Nonetheless, support for local Muslim communities from the general public and elected officials in the area has not gone unnoticed. Rabi found comfort in the response of the non-Muslim community and of local officials to hate incidents. "The mayor of Kent, the police chief, and Governor Jay Inslee have been incredibly helpful," he said. "I feel proud to live in Washington State, having open-minded, supportive government officials who have taken a stand on behalf of an embattled minority group."

Maria Islam, who is from Texas, "where most of the leadership openly espouses anti-Muslim views and policies," agreed: "What's been happening in Washington State at an institutional level is unfathomable to [my family back home]."

All the Muslim Americans interviewed for this story agreed that outreach to non-Muslims was the only antidote for the epidemic of hate that has consumed the country.
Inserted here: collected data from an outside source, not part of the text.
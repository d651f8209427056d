use super::InputMeta;
use crate::{Function, Tensor};
use lucent_core::{
    complex::Complex128,
    dense::{DenseArray, TensordotAxes},
    error::{Error, Result},
};
use std::f64::consts::PI;

/// Two-dimensional DFT over the last two axes by the matrix triple product
/// `W_rᵀ · x · W_c`, with free choice of output shape and sampling.
///
/// The zero frequency is expected at index `floor(n/2)` along each axis of
/// both planes. With `alpha = (1/m, 1/n)`, `unitary = false` and the input
/// shape as output shape this matches a centred FFT.
#[derive(Debug, Clone, PartialEq)]
pub struct Dft2 {
    /// Output sampling as (row, col), in cycles per input sample.
    pub alpha: (f64, f64),
    /// Output (rows, cols); `None` keeps the input's.
    pub shape: Option<(usize, usize)>,
    /// Scale by `sqrt|α_r|·sqrt|α_c|`.
    pub unitary: bool,
    /// Output-plane shift of the zero frequency, in pixels.
    pub shift: (f64, f64),
}

impl Dft2 {
    pub fn new(alpha: (f64, f64)) -> Self {
        Self {
            alpha,
            shape: None,
            unitary: true,
            shift: (0.0, 0.0),
        }
    }

    pub fn with_shape(mut self, rows: usize, cols: usize) -> Self {
        self.shape = Some((rows, cols));
        self
    }

    pub fn with_unitary(mut self, unitary: bool) -> Self {
        self.unitary = unitary;
        self
    }

    pub fn with_shift(mut self, row: f64, col: f64) -> Self {
        self.shift = (row, col);
        self
    }

    fn norm(&self) -> f64 {
        if self.unitary {
            self.alpha.0.abs().sqrt() * self.alpha.1.abs().sqrt()
        } else {
            1.0
        }
    }
}

fn centered_coords(n: usize) -> impl Iterator<Item = f64> {
    let center = (n / 2) as f64;
    (0..n).map(move |i| i as f64 - center)
}

/// `W[j, k] = exp(-2πi·α·(c_n[j] - s)·(c_N[k] - s))`, shape `(n, big_n)`.
pub fn dft_matrix(n: usize, big_n: usize, alpha: f64, shift: f64) -> Result<DenseArray> {
    let mut values = Vec::with_capacity(n * big_n);
    for u in centered_coords(n) {
        for v in centered_coords(big_n) {
            values.push(Complex128::cis(-2.0 * PI * alpha * (u - shift) * (v - shift)));
        }
    }
    DenseArray::from_complex_vec(values, &[n, big_n])
}

// y[.., p, q] = Σ a[i, p] · x[.., i, j] · b[j, q]
fn sandwich(a: &DenseArray, x: &DenseArray, b: &DenseArray) -> Result<DenseArray> {
    let d = x.ndim();
    let xb = x.tensordot(b, &TensordotAxes::Pairs(vec![d - 1], vec![0]))?;
    let axb = a.tensordot(&xb, &TensordotAxes::Pairs(vec![0], vec![d - 2]))?;
    let perm: Vec<usize> = (1..d - 1).chain([0, d - 1]).collect();
    axb.permute(&perm)
}

pub struct Dft2Cache {
    input: InputMeta,
    row_adjoint: DenseArray,
    col_adjoint: DenseArray,
}

impl Function for Dft2 {
    type Cache = Dft2Cache;

    fn name(&self) -> &'static str {
        "dft2"
    }

    fn arity(&self) -> usize {
        1
    }

    fn forward(&self, inputs: &[DenseArray], track: bool) -> Result<(DenseArray, Option<Self::Cache>)> {
        let x = &inputs[0];
        if x.ndim() < 2 {
            return Err(Error::DimensionMismatch {
                expected: 2,
                got: x.ndim(),
            });
        }
        let (m, n) = (x.shape()[x.ndim() - 2], x.shape()[x.ndim() - 1]);
        let (rows, cols) = self.shape.unwrap_or((m, n));

        let w_row = dft_matrix(m, rows, self.alpha.0, self.shift.0)?;
        let w_col = dft_matrix(n, cols, self.alpha.1, self.shift.1)?;
        let output = sandwich(&w_row, x, &w_col)?.mul_scalar(self.norm());

        let cache = if track {
            Some(Dft2Cache {
                input: InputMeta::of(x),
                row_adjoint: w_row.conj().transpose()?,
                col_adjoint: w_col.conj().transpose()?,
            })
        } else {
            None
        };
        Ok((output, cache))
    }

    fn backward(&self, cache: &Self::Cache, grad: &DenseArray, needs_grad: &[bool]) -> Result<Vec<Option<DenseArray>>> {
        if !needs_grad[0] {
            return Ok(vec![None]);
        }
        let scaled = grad.mul_scalar(self.norm());
        let g = sandwich(&cache.row_adjoint, &scaled, &cache.col_adjoint)?;
        Ok(vec![Some(cache.input.reduce(&g)?)])
    }
}

impl Tensor {
    /// Applies `dft` over the last two axes of `self`.
    pub fn dft2(&self, dft: Dft2) -> Tensor {
        Tensor::from_function(dft, vec![self.clone()])
    }
}

#[cfg(test)]
mod tests {
    use super::*;

    #[test]
    fn dc_term_is_the_sum() -> Result<()> {
        let x = DenseArray::from_vec((1..=12).map(f64::from).collect(), &[3, 4])?;
        let y = Tensor::from_dense(x).dft2(Dft2::new((1.0 / 3.0, 1.0 / 4.0)).with_unitary(false));
        let y = y.data()?;
        assert_eq!(y.shape(), &[3, 4]);
        // zero frequency sits at (floor(3/2), floor(4/2))
        let dc = y.get(&[1, 2])?.as_complex();
        assert!((dc - Complex128::from(78.0)).magnitude() < 1e-9);
        Ok(())
    }

    #[test]
    fn unitary_transform_preserves_energy() -> Result<()> {
        let values: Vec<f64> = (0..16).map(|i| ((i * 7) % 5) as f64 - 2.0).collect();
        let x = DenseArray::from_vec(values.clone(), &[4, 4])?;
        let y = Tensor::from_dense(x).dft2(Dft2::new((0.25, 0.25))).data()?;
        let energy_in: f64 = values.iter().map(|v| v * v).sum();
        let energy_out: f64 = y.abs_square().to_flatten_vec()?.iter().sum();
        assert!((energy_in - energy_out).abs() < 1e-9);
        Ok(())
    }

    #[test]
    fn batched_frames_transform_independently() -> Result<()> {
        let frame: Vec<f64> = (0..6).map(f64::from).collect();
        let single = Tensor::from_dense(DenseArray::from_vec(frame.clone(), &[2, 3])?)
            .dft2(Dft2::new((0.5, 0.2)).with_shape(3, 2))
            .data()?;
        let stacked: Vec<f64> = frame.iter().copied().chain(std::iter::repeat(0.0).take(6)).collect();
        let batch = Tensor::from_dense(DenseArray::from_vec(stacked, &[2, 2, 3])?)
            .dft2(Dft2::new((0.5, 0.2)).with_shape(3, 2))
            .data()?;
        assert_eq!(batch.shape(), &[2, 3, 2]);
        let batch = batch.to_complex_vec();
        for (a, b) in single.to_complex_vec().iter().zip(&batch[..6]) {
            assert!((*a - *b).magnitude() < 1e-12);
        }
        assert!(batch[6..].iter().all(|v| v.magnitude() < 1e-12));
        Ok(())
    }
}
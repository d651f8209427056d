use crate::{
    element::Element,
    utils::{contiguous_strides, get_strided_index},
};
use rayon::prelude::*;

/// Sums every element sequentially in storage order.
pub fn sum_all<T: Element>(inp: &[T]) -> T {
    inp.iter().fold(T::zero(), |acc, &x| acc + x)
}

/// Sums a contiguous input of shape `input_dims` down to `output_dims`.
///
/// Both shapes have `num_dims` entries; every output dim is either equal to
/// the input dim or 1 (the axis is summed). `out` must hold
/// `product(output_dims)` elements.
pub fn sum_to_shape<T: Element>(num_dims: usize, input_dims: &[usize], output_dims: &[usize], inp: &[T], out: &mut [T]) {
    let input_strides = contiguous_strides(&input_dims[..num_dims]);

    // dims iterated per output element, and the matching input strides
    let reduce_dims: Vec<usize> = (0..num_dims)
        .map(|d| if output_dims[d] == 1 { input_dims[d] } else { 1 })
        .collect();
    let reduce_size: usize = reduce_dims.iter().product();

    // output coordinate -> input offset uses the input strides on kept axes
    let kept_strides: Vec<usize> = (0..num_dims)
        .map(|d| if output_dims[d] == 1 { 0 } else { input_strides[d] })
        .collect();

    out.par_iter_mut().enumerate().for_each(|(o, out_val)| {
        let base = get_strided_index(o, num_dims, output_dims, &kept_strides);
        let mut acc = T::zero();
        for r in 0..reduce_size {
            acc = acc + inp[base + get_strided_index(r, num_dims, &reduce_dims, &input_strides)];
        }
        *out_val = acc;
    });
}

#[cfg(test)]
mod tests {
    use super::*;

    #[test]
    fn sum_rows_and_columns() {
        let inp = [1.0, 2.0, 3.0, 4.0, 5.0, 6.0];

        let mut rows = [0.0; 2];
        sum_to_shape(2, &[2, 3], &[2, 1], &inp, &mut rows);
        assert_eq!(rows, [6.0, 15.0]);

        let mut cols = [0.0; 3];
        sum_to_shape(2, &[2, 3], &[1, 3], &inp, &mut cols);
        assert_eq!(cols, [5.0, 7.0, 9.0]);

        assert_eq!(sum_all(&inp), 21.0);
    }
}
/// Outcome of a minimization. Non-convergence is reported here through
/// `success` and `status`, never as an error.
#[derive(Debug, Clone, PartialEq)]
#[cfg_attr(feature = "serde", derive(serde::Serialize, serde::Deserialize))]
pub struct OptimizeResult {
    pub x: Vec<f64>,
    pub fun: f64,
    pub jac: Vec<f64>,
    pub success: bool,
    /// 0 converged, 1 iteration limit, 2 line search failure.
    pub status: i32,
    pub message: String,
    pub nfev: usize,
    pub njev: usize,
    pub nit: usize,
}
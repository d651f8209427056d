use lucent_core::{
    dense::DenseArray,
    error::{Error, Result},
};
use std::sync::Mutex;

/// A differentiable operation.
///
/// `forward` receives the realized values of the node's inputs. When
/// `track` is set it must also return whatever `backward` needs later; the
/// node keeps that cache until the next forward run replaces it.
///
/// `arity` is the number of inputs `forward` indexes; a node built with a
/// different number of inputs fails at its first evaluation.
///
/// `backward` maps the gradient of the node's output to one gradient per
/// input, each already reduced to that input's shape. Entries whose
/// `needs_grad` flag is false may be `None`.
pub trait Function: Send + Sync + 'static {
    type Cache: Send + 'static;

    fn name(&self) -> &'static str;

    fn arity(&self) -> usize;

    fn forward(&self, inputs: &[DenseArray], track: bool) -> Result<(DenseArray, Option<Self::Cache>)>;

    fn backward(&self, cache: &Self::Cache, grad: &DenseArray, needs_grad: &[bool]) -> Result<Vec<Option<DenseArray>>>;
}

// object-safe view of a `Function` together with its cache slot
pub(crate) trait Node: Send + Sync {
    fn name(&self) -> &'static str;
    fn forward(&self, inputs: &[DenseArray], track: bool) -> Result<DenseArray>;
    fn backward(&self, grad: &DenseArray, needs_grad: &[bool]) -> Result<Vec<Option<DenseArray>>>;
}

pub(crate) struct FunctionNode<F: Function> {
    function: F,
    cache: Mutex<Option<F::Cache>>,
}

impl<F: Function> FunctionNode<F> {
    pub(crate) fn new(function: F) -> Self {
        Self {
            function,
            cache: Mutex::new(None),
        }
    }
}

impl<F: Function> Node for FunctionNode<F> {
    fn name(&self) -> &'static str {
        self.function.name()
    }

    fn forward(&self, inputs: &[DenseArray], track: bool) -> Result<DenseArray> {
        if inputs.len() != self.function.arity() {
            return Err(Error::InvalidArgument(format!(
                "{} takes {} inputs, got {}",
                self.function.name(),
                self.function.arity(),
                inputs.len()
            )));
        }
        let (output, cache) = self.function.forward(inputs, track)?;
        *self.cache.lock().map_err(|_| Error::BufferLocked)? = cache;
        Ok(output)
    }

    fn backward(&self, grad: &DenseArray, needs_grad: &[bool]) -> Result<Vec<Option<DenseArray>>> {
        let guard = self.cache.lock().map_err(|_| Error::BufferLocked)?;
        let cache = guard.as_ref().ok_or_else(|| Error::Internal {
            message: format!("{}: backward called without a cached forward", self.function.name()),
        })?;
        self.function.backward(cache, grad, needs_grad)
    }
}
For Rabi, these efforts include giving lectures at churches and community centers to foster understanding of Islam and Muslims. But he stressed that for those who are suspicious of Muslims, simple day-to-day interactions serve an important humanizing function.

"Our neighbors around here have been unbelievable," said Aly, pointing to a wall decorated with supportive postcards and letters steadily sent to the mosque since the election. But for Aly, who sold his restaurant in 2013, this may not be enough to make up for the threat of violence he and his family are living with. "I know some Muslim families in the area who have left the country because of this toxic environment," he said. "Honestly, it's not safe anymore."

Aly's wife and his three children are all natural-born American citizens. Since coming to the United States from Egypt, Aly had never given any consideration to leaving. "You are always home here," implores one of the signs posted on the fence surrounding the Idris Mosque.

"For the first time in my life," Aly said, "I'm not so sure."